Directions
Print exactly, and only, the lines running from the line containing "pub trait LevelSensor" through the end of the records below.

Data for analysis
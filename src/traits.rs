//! Peripheral seams used by [`crate::monitor::Monitor`].
//!
//! The firmware implements these over embassy-nrf drivers; host tests
//! implement them with recording mocks.

#![allow(async_fn_in_trait)]

use crate::config::TextPosition;
use crate::error::Result;
use crate::matrix::Frame;
use crate::policy::PinStates;
use crate::report::StatusLine;

/// Analog input standing in for the ultrasonic distance sensor.
pub trait LevelSensor {
    /// One raw sample on the sensor's full-scale range.
    async fn sample(&mut self) -> Result<u16>;
}

/// Green/red status LEDs.
pub trait StatusLamps {
    fn apply(&mut self, pins: PinStates);
}

/// Addressable LED matrix.
pub trait PixelMatrix {
    /// Stream every cell of `frame` in order. Returns once the last pixel
    /// has been accepted by the peripheral.
    async fn show(&mut self, frame: &Frame) -> Result<()>;
}

/// Monochrome status display.
pub trait StatusDisplay {
    /// Clear, draw `message` at `at`, flush.
    fn show(&mut self, message: &str, at: TextPosition) -> Result<()>;
}

/// Outlet for the per-cycle status line. Fire-and-forget.
pub trait ReportSink {
    fn emit(&mut self, line: &StatusLine);
}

Response to this task
pub trait LevelSensor {
    /// One raw sample on the sensor's full-scale range.
    async fn sample(&mut self) -> Result<u16>;
}

/// Green/red status LEDs.
pub trait StatusLamps {
    fn apply(&mut self, pins: PinStates);
}

/// Addressable LED matrix.
pub trait PixelMatrix {
    /// Stream every cell of `frame` in order. Returns once the last pixel
    /// has been accepted by the peripheral.
    async fn show(&mut self, frame: &Frame) -> Result<()>;
}

/// Monochrome status display.
pub trait StatusDisplay {
    /// Clear, draw `message` at `at`, flush.
    fn show(&mut self, message: &str, at: TextPosition) -> Result<()>;
}

/// Outlet for the per-cycle status line. Fire-and-forget.
pub trait ReportSink {
    fn emit(&mut self, line: &StatusLine);
}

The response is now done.